Sunday, May 31, 2009

Costa Rica on My Mind

I don’t remember when I first got the idea that I wanted to live in Costa Rica. It may have been when U.S. President George W. Bush appointed a North Dakotan as ambassador to Belize that I became intrigued with Central America.

The more I read about the area, the more drawn I was to Costa Rica: a democracy, no standing army, a variety of temperate climates, located between the Pacific Ocean and the Caribbean Sea. Sounded like my kind of place.

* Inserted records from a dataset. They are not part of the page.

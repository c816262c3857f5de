use std::sync::{
    atomic::{AtomicBool, AtomicUsize, Ordering},
    Arc,
};
use std::thread::{self, JoinHandle};
use std::time::{Duration, Instant};

use tokio::sync::broadcast::error::TryRecvError;
use voxchat_core::{
    audio::{CaptureConfig, InputSource, InputStream, SampleRate, SampleSink},
    error::Result,
    events::SessionStatus,
    wav::{f32_to_pcm16, WAV_HEADER_LEN},
    CaptureSession, VoxchatError,
};

/// Counts device opens and releases so tests can check nothing leaks.
#[derive(Default)]
struct DeviceLedger {
    opened: AtomicUsize,
    released: AtomicUsize,
}

/// Replays fixed blocks from a "driver" thread, like a device callback would.
struct ScriptedSource {
    blocks: Vec<Vec<f32>>,
    /// Keep delivering the script in a loop until the stream is dropped.
    repeat: bool,
    reported_rate: Option<u32>,
    ledger: Arc<DeviceLedger>,
}

impl ScriptedSource {
    fn once(blocks: Vec<Vec<f32>>, ledger: Arc<DeviceLedger>) -> Self {
        Self {
            blocks,
            repeat: false,
            reported_rate: None,
            ledger,
        }
    }
}

struct ScriptedStream {
    stop: Arc<AtomicBool>,
    driver: Option<JoinHandle<()>>,
    rate: SampleRate,
    ledger: Arc<DeviceLedger>,
}

impl InputStream for ScriptedStream {
    fn sample_rate(&self) -> SampleRate {
        self.rate
    }

    fn device_name(&self) -> &str {
        "scripted"
    }
}

impl Drop for ScriptedStream {
    fn drop(&mut self) {
        self.stop.store(true, Ordering::SeqCst);
        if let Some(driver) = self.driver.take() {
            driver.join().expect("driver thread panicked");
        }
        self.ledger.released.fetch_add(1, Ordering::SeqCst);
    }
}

impl InputSource for ScriptedSource {
    fn open(&self, config: &CaptureConfig, mut sink: SampleSink) -> Result<Box<dyn InputStream>> {
        self.ledger.opened.fetch_add(1, Ordering::SeqCst);
        let stop = Arc::new(AtomicBool::new(false));
        let driver_stop = Arc::clone(&stop);
        let blocks = self.blocks.clone();
        let repeat = self.repeat;

        let driver = thread::spawn(move || loop {
            for block in &blocks {
                if driver_stop.load(Ordering::SeqCst) {
                    return;
                }
                sink.push(block);
                if repeat {
                    thread::sleep(Duration::from_micros(200));
                }
            }
            if !repeat {
                return;
            }
        });

        let rate = match self.reported_rate {
            Some(hz) => SampleRate::new(hz)?,
            None => config.sample_rate,
        };

        Ok(Box::new(ScriptedStream {
            stop,
            driver: Some(driver),
            rate,
            ledger: Arc::clone(&self.ledger),
        }))
    }
}

struct UnavailableSource {
    attempts: Arc<AtomicUsize>,
}

impl InputSource for UnavailableSource {
    fn open(&self, _config: &CaptureConfig, _sink: SampleSink) -> Result<Box<dyn InputStream>> {
        self.attempts.fetch_add(1, Ordering::SeqCst);
        Err(VoxchatError::DeviceUnavailable("permission denied".into()))
    }
}

/// Opens like `inner` the first time, then reports the device as gone.
struct UnpluggedAfterFirstOpen {
    inner: ScriptedSource,
    opens: AtomicUsize,
}

impl InputSource for UnpluggedAfterFirstOpen {
    fn open(&self, config: &CaptureConfig, sink: SampleSink) -> Result<Box<dyn InputStream>> {
        if self.opens.fetch_add(1, Ordering::SeqCst) == 0 {
            self.inner.open(config, sink)
        } else {
            Err(VoxchatError::DeviceUnavailable("device unplugged".into()))
        }
    }
}

fn wait_for_samples(session: &CaptureSession, expected: usize) {
    let start = Instant::now();
    while session.diagnostics().samples_in < expected {
        if start.elapsed() > Duration::from_secs(2) {
            panic!("timed out waiting for {expected} samples");
        }
        thread::sleep(Duration::from_millis(2));
    }
}

fn ramp(start: usize, len: usize) -> Vec<f32> {
    (start..start + len)
        .map(|i| ((i % 2000) as f32 / 1000.0) - 1.0)
        .collect()
}

#[test]
fn stop_returns_samples_in_arrival_order() {
    let ledger = Arc::new(DeviceLedger::default());
    let a = ramp(0, 1000);
    let b = ramp(1000, 5000);
    let c = ramp(6000, 300);
    let source = ScriptedSource::once(vec![a.clone(), b.clone(), c.clone()], Arc::clone(&ledger));
    let session = CaptureSession::new(CaptureConfig::default(), source);

    session.start().expect("start");
    assert_eq!(session.status(), SessionStatus::Recording);
    wait_for_samples(&session, 6300);

    let recording = session.stop().expect("stop");
    assert_eq!(session.status(), SessionStatus::Idle);

    let expected: Vec<f32> = a.into_iter().chain(b).chain(c).collect();
    assert_eq!(recording.buffer().flatten(), expected);
    assert_eq!(recording.sample_rate().get(), 16_000);

    // 6300 samples re-blocked at 4096: one full chunk plus the tail.
    let lens: Vec<usize> = recording.buffer().chunks().iter().map(|c| c.len()).collect();
    assert_eq!(lens, vec![4096, 2204]);

    assert_eq!(ledger.opened.load(Ordering::SeqCst), 1);
    assert_eq!(ledger.released.load(Ordering::SeqCst), 1);
}

#[test]
fn start_twice_fails_with_already_recording() {
    let ledger = Arc::new(DeviceLedger::default());
    let session = CaptureSession::new(
        CaptureConfig::default(),
        ScriptedSource::once(vec![vec![0.1; 16]], Arc::clone(&ledger)),
    );

    session.start().expect("first start");
    let err = session.start().expect_err("second start must fail");
    assert!(matches!(err, VoxchatError::AlreadyRecording));
    assert_eq!(ledger.opened.load(Ordering::SeqCst), 1);

    session.stop().expect("stop");
}

#[test]
fn stop_while_idle_fails_with_not_recording() {
    let ledger = Arc::new(DeviceLedger::default());
    let session = CaptureSession::new(
        CaptureConfig::default(),
        ScriptedSource::once(vec![vec![0.1; 16]], Arc::clone(&ledger)),
    );

    let err = session.stop().expect_err("stop without start");
    assert!(matches!(err, VoxchatError::NotRecording));
    assert_eq!(session.status(), SessionStatus::Idle);
    assert_eq!(ledger.opened.load(Ordering::SeqCst), 0);
    assert_eq!(session.diagnostics().samples_in, 0);
}

#[test]
fn unavailable_device_leaves_session_idle_and_restartable() {
    let attempts = Arc::new(AtomicUsize::new(0));
    let session = CaptureSession::new(
        CaptureConfig::default(),
        UnavailableSource {
            attempts: Arc::clone(&attempts),
        },
    );

    for _ in 0..2 {
        let err = session.start().expect_err("device unavailable");
        assert!(matches!(err, VoxchatError::DeviceUnavailable(_)));
        assert_eq!(session.status(), SessionStatus::Idle);
    }
    assert_eq!(attempts.load(Ordering::SeqCst), 2);
    assert!(matches!(session.stop(), Err(VoxchatError::NotRecording)));
}

#[test]
fn rate_mismatch_is_rejected_and_device_released() {
    let ledger = Arc::new(DeviceLedger::default());
    let mut source = ScriptedSource::once(vec![vec![0.0; 8]], Arc::clone(&ledger));
    source.reported_rate = Some(44_100);
    let session = CaptureSession::new(CaptureConfig::default(), source);

    let err = session.start().expect_err("mismatched rate");
    assert!(matches!(err, VoxchatError::DeviceUnavailable(_)));
    assert_eq!(session.status(), SessionStatus::Idle);
    assert_eq!(ledger.opened.load(Ordering::SeqCst), 1);
    assert_eq!(ledger.released.load(Ordering::SeqCst), 1);
}

#[test]
fn failed_restart_keeps_last_recording_diagnostics() {
    let ledger = Arc::new(DeviceLedger::default());
    let session = CaptureSession::new(
        CaptureConfig::default(),
        UnpluggedAfterFirstOpen {
            inner: ScriptedSource::once(vec![vec![0.3; 5000]], Arc::clone(&ledger)),
            opens: AtomicUsize::new(0),
        },
    );

    session.start().expect("first start");
    wait_for_samples(&session, 5000);
    session.stop().expect("stop");
    let last = session.diagnostics();
    assert_eq!(last.samples_in, 5000);
    assert_eq!(last.chunks_collected, 2);

    let err = session.start().expect_err("device gone");
    assert!(matches!(err, VoxchatError::DeviceUnavailable(_)));
    assert_eq!(session.diagnostics(), last);
}

#[test]
fn each_recording_starts_with_a_fresh_buffer() {
    let ledger = Arc::new(DeviceLedger::default());
    let session = CaptureSession::new(
        CaptureConfig::default(),
        ScriptedSource::once(vec![vec![0.25; 500]], Arc::clone(&ledger)),
    );

    session.start().expect("first start");
    wait_for_samples(&session, 500);
    let first = session.stop().expect("first stop");

    session.start().expect("second start");
    wait_for_samples(&session, 500);
    let second = session.stop().expect("second stop");

    assert_eq!(first.buffer().total_samples(), 500);
    assert_eq!(second.buffer().total_samples(), 500);
    assert_eq!(session.diagnostics().samples_in, 500);
    assert_eq!(ledger.released.load(Ordering::SeqCst), 2);
}

#[test]
fn stopping_mid_stream_keeps_whole_blocks_only() {
    let ledger = Arc::new(DeviceLedger::default());
    let block_lens = [300usize, 700, 1100];
    let blocks: Vec<Vec<f32>> = block_lens
        .iter()
        .enumerate()
        .map(|(i, &len)| vec![i as f32 / 10.0; len])
        .collect();
    let mut source = ScriptedSource::once(blocks, Arc::clone(&ledger));
    source.repeat = true;
    let session = CaptureSession::new(CaptureConfig::default(), source);

    session.start().expect("start");
    wait_for_samples(&session, 10_000);
    let recording = session.stop().expect("stop");

    // Whatever was captured must be an exact prefix of the block sequence.
    let samples = recording.buffer().flatten();
    let mut offset = 0;
    let mut block = 0;
    while offset < samples.len() {
        let len = block_lens[block % 3];
        let value = (block % 3) as f32 / 10.0;
        assert!(
            offset + len <= samples.len(),
            "block {block} was cut short at teardown"
        );
        assert!(samples[offset..offset + len].iter().all(|&s| s == value));
        offset += len;
        block += 1;
    }
    assert_eq!(samples.len(), session.diagnostics().samples_in);
    assert_eq!(ledger.released.load(Ordering::SeqCst), 1);
}

#[test]
fn status_and_activity_events_are_broadcast() {
    let ledger = Arc::new(DeviceLedger::default());
    let session = CaptureSession::new(
        CaptureConfig::default(),
        ScriptedSource::once(vec![vec![0.5; 4096 * 2]], Arc::clone(&ledger)),
    );
    let mut status_rx = session.subscribe_status();
    let mut activity_rx = session.subscribe_activity();

    session.start().expect("start");
    wait_for_samples(&session, 8192);
    session.stop().expect("stop");

    let first = status_rx.try_recv().expect("recording event");
    assert_eq!(first.status, SessionStatus::Recording);
    assert_eq!(first.detail.as_deref(), Some("scripted"));
    let second = status_rx.try_recv().expect("idle event");
    assert_eq!(second.status, SessionStatus::Idle);
    assert!(matches!(status_rx.try_recv(), Err(TryRecvError::Empty)));

    let mut levels = Vec::new();
    while let Ok(event) = activity_rx.try_recv() {
        levels.push(event);
    }
    assert_eq!(levels.len(), 2);
    assert_eq!(levels[1].chunk_index, 1);
    assert!((levels[0].rms - 0.5).abs() < 1e-6);
    assert!((levels[1].elapsed_secs - 0.512).abs() < 1e-9);
}

#[test]
fn recording_encodes_to_canonical_wav() {
    let ledger = Arc::new(DeviceLedger::default());
    let samples = vec![0.5, -1.0, 0.0, 0.75];
    let session = CaptureSession::new(
        CaptureConfig::default(),
        ScriptedSource::once(vec![samples.clone()], Arc::clone(&ledger)),
    );

    session.start().expect("start");
    wait_for_samples(&session, samples.len());
    let recording = session.stop().expect("stop");
    let encoded = recording.encode().expect("encode");

    assert_eq!(encoded.byte_len(), WAV_HEADER_LEN + samples.len() * 2);
    let payload: Vec<i16> = encoded.as_bytes()[WAV_HEADER_LEN..]
        .chunks_exact(2)
        .map(|b| i16::from_le_bytes([b[0], b[1]]))
        .collect();
    let expected: Vec<i16> = samples.iter().map(|&s| f32_to_pcm16(s)).collect();
    assert_eq!(payload, expected);
}

#[test]
fn dropping_a_recording_session_releases_the_device() {
    let ledger = Arc::new(DeviceLedger::default());
    {
        let session = CaptureSession::new(
            CaptureConfig::default(),
            ScriptedSource::once(vec![vec![0.1; 64]], Arc::clone(&ledger)),
        );
        session.start().expect("start");
    }
    assert_eq!(ledger.opened.load(Ordering::SeqCst), 1);
    assert_eq!(ledger.released.load(Ordering::SeqCst), 1);
}
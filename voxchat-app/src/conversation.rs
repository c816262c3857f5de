//! In-memory conversation shown to the user.

use chrono::{DateTime, Utc};
use serde::{Deserialize, Serialize};

#[derive(Debug, Clone, Copy, PartialEq, Eq, Serialize, Deserialize)]
#[serde(rename_all = "lowercase")]
pub enum Role {
    User,
    Assistant,
}

#[derive(Debug, Clone, PartialEq, Serialize, Deserialize)]
#[serde(rename_all = "camelCase")]
pub struct Message {
    pub role: Role,
    pub content: String,
    /// Detected emotion; only set on user messages.
    pub emotion: Option<String>,
    pub confidence: Option<f32>,
    pub at: DateTime<Utc>,
}

/// Ordered message list. Oldest entries are dropped past `max_messages`.
#[derive(Debug, Clone)]
pub struct Conversation {
    messages: Vec<Message>,
    max_messages: usize,
}

impl Conversation {
    pub fn new(max_messages: usize) -> Self {
        Self {
            messages: Vec::new(),
            max_messages: max_messages.max(2),
        }
    }

    pub fn push_user(&mut self, content: impl Into<String>, emotion: Option<(String, f32)>) {
        let (emotion, confidence) = match emotion {
            Some((label, confidence)) => (Some(label), Some(confidence)),
            None => (None, None),
        };
        self.push(Message {
            role: Role::User,
            content: content.into(),
            emotion,
            confidence,
            at: Utc::now(),
        });
    }

    pub fn push_assistant(&mut self, content: impl Into<String>) {
        self.push(Message {
            role: Role::Assistant,
            content: content.into(),
            emotion: None,
            confidence: None,
            at: Utc::now(),
        });
    }

    pub fn messages(&self) -> &[Message] {
        &self.messages
    }

    /// The last `n` messages, oldest first.
    pub fn recent(&self, n: usize) -> &[Message] {
        let start = self.messages.len().saturating_sub(n);
        &self.messages[start..]
    }

    pub fn len(&self) -> usize {
        self.messages.len()
    }

    pub fn is_empty(&self) -> bool {
        self.messages.is_empty()
    }

    pub fn clear(&mut self) {
        self.messages.clear();
    }

    fn push(&mut self, message: Message) {
        self.messages.push(message);
        if self.messages.len() > self.max_messages {
            let excess = self.messages.len() - self.max_messages;
            self.messages.drain(..excess);
        }
    }
}

impl Default for Conversation {
    fn default() -> Self {
        Self::new(200)
    }
}
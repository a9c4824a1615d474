use lazy_static::lazy_static;
use regex::Regex;

use crate::{errors::errors::{Error, ErrorImpl}, Position, Span, MK_TOKEN};

use super::tokens::{ErrorUnit, ScanItem, Token, TokenKind, RESERVED_LOOKUP, SYMBOLS};

pub type RegexHandler = fn(&mut Lexer<'_>, &str);

pub struct RegexPattern {
    regex: Regex,
    handler: RegexHandler,
}

impl RegexPattern {
    fn new(pattern: &str, handler: RegexHandler) -> RegexPattern {
        RegexPattern {
            regex: Regex::new(&format!("^(?:{})", pattern)).unwrap(),
            handler,
        }
    }
}

lazy_static! {
    static ref PATTERNS: Vec<RegexPattern> = {
        let mut patterns = vec![
            RegexPattern::new("[ \t]+", skip_handler),
            RegexPattern::new("[a-zA-Z][a-zA-Z0-9]*", word_handler),
            RegexPattern::new("[0-9]+", number_handler),
        ];

        for symbol in SYMBOLS {
            patterns.push(RegexPattern::new(&regex::escape(symbol), symbol_handler));
        }

        patterns
    };
}

/// Scanning state for a single line. Nothing survives past the line it was
/// created for.
pub struct Lexer<'a> {
    items: Vec<ScanItem>,
    source: &'a str,
    pos: usize,
}

impl<'a> Lexer<'a> {
    pub fn new(source: &'a str) -> Lexer<'a> {
        Lexer {
            items: vec![],
            source,
            pos: 0,
        }
    }

    pub fn advance_n(&mut self, n: usize) {
        self.pos += n;
    }

    pub fn push(&mut self, item: ScanItem) {
        log::trace!("scanned {} at {}..{}", item, item.span().start, item.span().end);
        self.items.push(item);
    }

    pub fn at(&self) -> Option<char> {
        self.remainder().chars().next()
    }

    pub fn remainder(&self) -> &'a str {
        &self.source[self.pos..]
    }

    pub fn at_eof(&self) -> bool {
        self.pos >= self.source.len()
    }

    fn span_of(&self, len: usize) -> Span {
        Span {
            start: self.pos,
            end: self.pos + len,
        }
    }

    /// Consumes whatever starts at the cursor: one token, one whitespace run
    /// or one rejected character.
    fn step(&mut self) {
        let remaining = self.remainder();

        for pattern in PATTERNS.iter() {
            if let Some(found) = pattern.regex.find(remaining) {
                (pattern.handler)(self, found.as_str());
                return;
            }
        }

        error_handler(self);
    }

    pub fn into_items(self) -> Vec<ScanItem> {
        self.items
    }
}

fn skip_handler(lexer: &mut Lexer<'_>, matched: &str) {
    lexer.advance_n(matched.len());
}

fn word_handler(lexer: &mut Lexer<'_>, matched: &str) {
    let kind = if RESERVED_LOOKUP.contains(matched) {
        TokenKind::Keyword
    } else {
        TokenKind::Identifier
    };

    push_token(lexer, kind, matched);
}

fn number_handler(lexer: &mut Lexer<'_>, matched: &str) {
    push_token(lexer, TokenKind::Number, matched);
}

fn symbol_handler(lexer: &mut Lexer<'_>, matched: &str) {
    push_token(lexer, TokenKind::Symbol, matched);
}

fn push_token(lexer: &mut Lexer<'_>, kind: TokenKind, matched: &str) {
    let span = lexer.span_of(matched.len());
    lexer.push(ScanItem::Token(MK_TOKEN!(kind, String::from(matched), span)));
    lexer.advance_n(matched.len());
}

fn error_handler(lexer: &mut Lexer<'_>) {
    let Some(character) = lexer.at() else {
        return;
    };

    let span = lexer.span_of(character.len_utf8());
    log::debug!("unrecognised character {:?} at {}", character, span.start);

    lexer.push(ScanItem::Error(ErrorUnit { character, span }));
    lexer.advance_n(character.len_utf8());
}

/// Scans one line (without its terminator). Rejected characters are reported
/// in place and scanning continues right after them.
pub fn scan_line(line: &str) -> Vec<ScanItem> {
    let mut lex = Lexer::new(line);

    while !lex.at_eof() {
        lex.step();
    }

    lex.into_items()
}

/// Like [`scan_line`], but gives up at the first rejected character. The
/// returned error keeps the tokens scanned before it.
pub fn tokenize_line(line: &str) -> Result<Vec<Token>, Error> {
    let mut lex = Lexer::new(line);

    while !lex.at_eof() {
        lex.step();

        if let Some(ScanItem::Error(unit)) = lex.items.last() {
            let error = Error::new(
                ErrorImpl::UnrecognisedCharacter { character: unit.character },
                Position(unit.span.start),
            );
            lex.items.pop();

            return Err(error.with_scanned(only_tokens(lex.into_items())));
        }
    }

    Ok(only_tokens(lex.into_items()))
}

fn only_tokens(items: Vec<ScanItem>) -> Vec<Token> {
    items
        .into_iter()
        .filter_map(|item| match item {
            ScanItem::Token(token) => Some(token),
            ScanItem::Error(_) => None,
        })
        .collect()
}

I tried to convince my wife, Sue that we’d move to Costa Rica after our youngest daughter graduated from college. Never one to get overly enthusiastic about leaving her tight-knit Norwegian family, Sue would usually respond with silence, sometimes with a snort.

A few years after we moved from Bismarck to Fargo, North Dakota, a series of events happened that drastically changed our lives, and my life, forever.

Life Changes Forever

A highly respected and talented addiction counselor, Sue started her own addiction treatment center in 2000, which took all of her energy and time. A couple of years later her mother was diagnosed with lung cancer and moved into our home in Fargo to be close to the Roger Maris Cancer Center, where she was being treated. She died six months later.

Two-and-a-half years after that, Sue was diagnosed with a rare brain disorder and Lou Gehrig’s Disease (ALS). I cared for her in our home with the help of Hospice and some great relatives, neighbors and friends. She died in June of 2006. Five months later I had a heart attack. Stress, the doctors said.

In December of 2007, I lost my copywriting job in advertising that I’d held for 12 years. Four months and one completed screenplay later, before my severance package ran out, I was recruited to come back into the oil business as a petroleum landman, a job I had held in the early 1980s.

So here I am in mid-2009, a widower with three grown daughters, three small grandsons, two Boston Terriers, IRAs that have tanked, and a job that requires constant travel, trying to figure out what I want to do when I grow up.

During my journey through the mind-numbing grief over my losses, I have done much soul searching. I have decided that I’m a survivor, and as I consider my options, I keep coming back to my dream of living in Costa Rica. But where?

That brings me to my decision to move to Atenas, the city that National Geographic Magazine says has the World’s best climate.

How I am Preparing for Atenas

To prepare for my move, I have Googled Atenas, bought books on Costa Rica (I look immediately to see what each one says about Atenas), and I have taken a community education class in Spanish from a woman who refused to speak English before, during, or after the classes. I also subscribe to “Atenas Today,” and last year I took a wonderful Caravan Tours tour of Costa Rica.

To become a member of the Atenas community, I belonged for a year when it needed start-up help, to Linea Vital, the city’s private ambulance and medical service. I will become a full member the month before I step foot on Costa Rican soil. I also donated money to help the Atenas mudslide victims.

What’s next? For the time being, I continue to dream about life in Costa Rica and to work on my Spanish. Next January I will visit Atenas for a month so I can get to know the town and its residents – expats and Ticos alike. I think this will help me discover for myself if my dream is realistic or if I’d be better off living in my oldest daughter’s garage.